2.3Le 16 février 2006, l’auteur a contesté le refus du préfet devant le tribunal administratif de Cergy-Pontoise, qui a rejeté la requête le 29 juin 2006. L’auteur a alors interjeté appel de cette décision devant la cour administrative d’appel de Versailles, laquelle a rejeté la requête dans un arrêt du 24 janvier 2008.

2.4L’arrêt de la cour administrative d’appel de Versailles fait référence aux articles 9 et 14 de la Convention européenne de sauvegarde des droits de l’homme et des libertés fondamentales (ci-après «Convention européenne des droits de l’homme»), ainsi qu’à l’article 18 du Pacte et signale que ces dispositions «prévoient elles-mêmes que les libertés qu’elles garantissent puissent faire l’objet de restrictions, notamment dans l’intérêt de la sécurité publique et de la protection de l’ordre; que les dispositions de l’article 5 du décret du 26 février 2001 […], qui visent à limiter les risques de fraude ou de falsification des permis de conduire, en permettant une identification par le document en cause aussi certaine que possible de la personne qu’il représente, ne sont ni inadaptées ni disproportionnées par rapport à cet objectif; que la circonstance que, par le passé, la production de photographies avec port de couvre-chef ait été tolérée, ne fait pas obstacle à ce que, face à l’augmentation du nombre de falsifications constatées, il ait été décidé de mettre fin à cette tolérance; que l’atteinte particulière invoquée aux exigences et aux rites de la religion sikhe, n’est pas disproportionnée au regard de l’objectif poursuivi, compte-tenu notamment du caractère ponctuel de l’obligation faite de se découvrir afin de produire une photographie "tête nue" et n’implique pas qu’un traitement différent aurait dû être réservé aux personnes de confession sikhe par rapport aux autres demandeurs; que par suite, l’exception d’illégalité invoquée par le requérant à l’encontre du décret du 26 février 2001 doit être écartée». L’arrêt signale également que la décision du sous-préfet «n’a procédé à aucune discrimination et n’a pas non plus méconnu […] le principe d’égalité, tel qu’il est invoqué dans les dispositions de l’article 19 de la loi du 30 décembre 2004 [portant création de la haute autorité de lutte contre les discriminations et pour l’égalité], les dispositions des articles 9 et 14 de la convention européenne […] et celles des articles 1er et 12 du pacte».

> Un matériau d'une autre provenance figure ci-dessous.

//! Permission scope and action enumerations.

use serde::{Deserialize, Serialize};
use std::fmt;
use std::str::FromStr;

/// The subject class a permission flag applies to.
///
/// Resolution against an object proceeds owner, then group, then world;
/// exactly one scope applies to a given caller.
#[derive(Debug, Clone, Copy, PartialEq, Eq, Hash, Serialize, Deserialize)]
#[serde(rename_all = "lowercase")]
pub enum Scope {
    /// The user who owns the object.
    Owner,
    /// Members of the object's group.
    Group,
    /// Everyone else.
    World,
}

impl Scope {
    /// All scopes in resolution order.
    pub const ALL: [Scope; 3] = [Scope::Owner, Scope::Group, Scope::World];

    /// Bit offset of this scope's flag block in the packed mask.
    pub(crate) fn base_bit(&self) -> u16 {
        match self {
            Self::Owner => 0,
            Self::Group => 4,
            Self::World => 8,
        }
    }

    /// Return the scope as a lowercase string.
    pub fn as_str(&self) -> &'static str {
        match self {
            Self::Owner => "owner",
            Self::Group => "group",
            Self::World => "world",
        }
    }
}

impl fmt::Display for Scope {
    fn fmt(&self, f: &mut fmt::Formatter<'_>) -> fmt::Result {
        write!(f, "{}", self.as_str())
    }
}

impl FromStr for Scope {
    type Err = scivault_core::AppError;

    fn from_str(s: &str) -> Result<Self, Self::Err> {
        match s.to_lowercase().as_str() {
            "owner" => Ok(Self::Owner),
            "group" => Ok(Self::Group),
            "world" => Ok(Self::World),
            _ => Err(scivault_core::AppError::validation(format!(
                "Invalid permission scope: '{s}'"
            ))),
        }
    }
}

/// An operation class gated by a permission flag.
#[derive(Debug, Clone, Copy, PartialEq, Eq, Hash, Serialize, Deserialize)]
#[serde(rename_all = "lowercase")]
pub enum Action {
    /// Read object content and metadata.
    Read,
    /// Attach annotations without modifying content.
    Annotate,
    /// Modify content and metadata.
    Write,
    /// Reference the object from other objects.
    Link,
}

impl Action {
    /// All actions in flag order.
    pub const ALL: [Action; 4] = [Action::Read, Action::Annotate, Action::Write, Action::Link];

    /// Bit offset of this action within a scope's flag block.
    pub(crate) fn offset(&self) -> u16 {
        match self {
            Self::Read => 0,
            Self::Annotate => 1,
            Self::Write => 2,
            Self::Link => 3,
        }
    }

    /// Return the action as a lowercase string.
    pub fn as_str(&self) -> &'static str {
        match self {
            Self::Read => "read",
            Self::Annotate => "annotate",
            Self::Write => "write",
            Self::Link => "link",
        }
    }
}

impl fmt::Display for Action {
    fn fmt(&self, f: &mut fmt::Formatter<'_>) -> fmt::Result {
        write!(f, "{}", self.as_str())
    }
}

impl FromStr for Action {
    type Err = scivault_core::AppError;

    fn from_str(s: &str) -> Result<Self, Self::Err> {
        match s.to_lowercase().as_str() {
            "read" => Ok(Self::Read),
            "annotate" => Ok(Self::Annotate),
            "write" => Ok(Self::Write),
            "link" => Ok(Self::Link),
            _ => Err(scivault_core::AppError::validation(format!(
                "Invalid permission action: '{s}'"
            ))),
        }
    }
}

#[cfg(test)]
mod tests {
    use super::*;

    #[test]
    fn test_scope_string_round_trip() {
        for scope in Scope::ALL {
            assert_eq!(scope.as_str().parse::<Scope>().unwrap(), scope);
        }
        assert!("everyone".parse::<Scope>().is_err());
    }

    #[test]
    fn test_action_string_round_trip() {
        for action in Action::ALL {
            assert_eq!(action.as_str().parse::<Action>().unwrap(), action);
        }
        assert!("delete".parse::<Action>().is_err());
    }

    #[test]
    fn test_bit_positions_do_not_overlap() {
        let mut seen = 0u16;
        for scope in Scope::ALL {
            for action in Action::ALL {
                let bit = 1u16 << (scope.base_bit() + action.offset());
                assert_eq!(seen & bit, 0, "{scope}/{action} collides");
                seen |= bit;
            }
        }
        assert_eq!(seen, 0x0FFF);
    }
}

2.5L’auteur affirme ne pas avoir porté l’affaire devant le Conseil d’État du fait que, le 15 décembre 2006, le Conseil d’État a rendu un jugement contre l’auteur dans une affaire identique mais concernant la photographie de son permis de conduire. Le Conseil d’État avait jugé que les dispositions contestées, notamment la circulaire no 2005-80 du 6 décembre 2005 relative à l’apposition des photographies d’identité sur le permis de conduire, visaient à limiter les risques de fraude ou de falsification des permis de conduire, en permettant une identification par le document en cause aussi certaine que possible de la personne qu’il représente; et que l’atteinte invoquée aux exigences et aux rites de la religion sikhe, n’était pas disproportionnée au regard de l’objectif poursuivi, compte tenu notamment du caractère ponctuel de l’obligation faite de se découvrir afin de produire une photographie «tête nue». Cette atteinte n’impliquait pas qu’un traitement différent aurait dû être réservé aux personnes de confession sikhe par rapport aux autres demandeurs.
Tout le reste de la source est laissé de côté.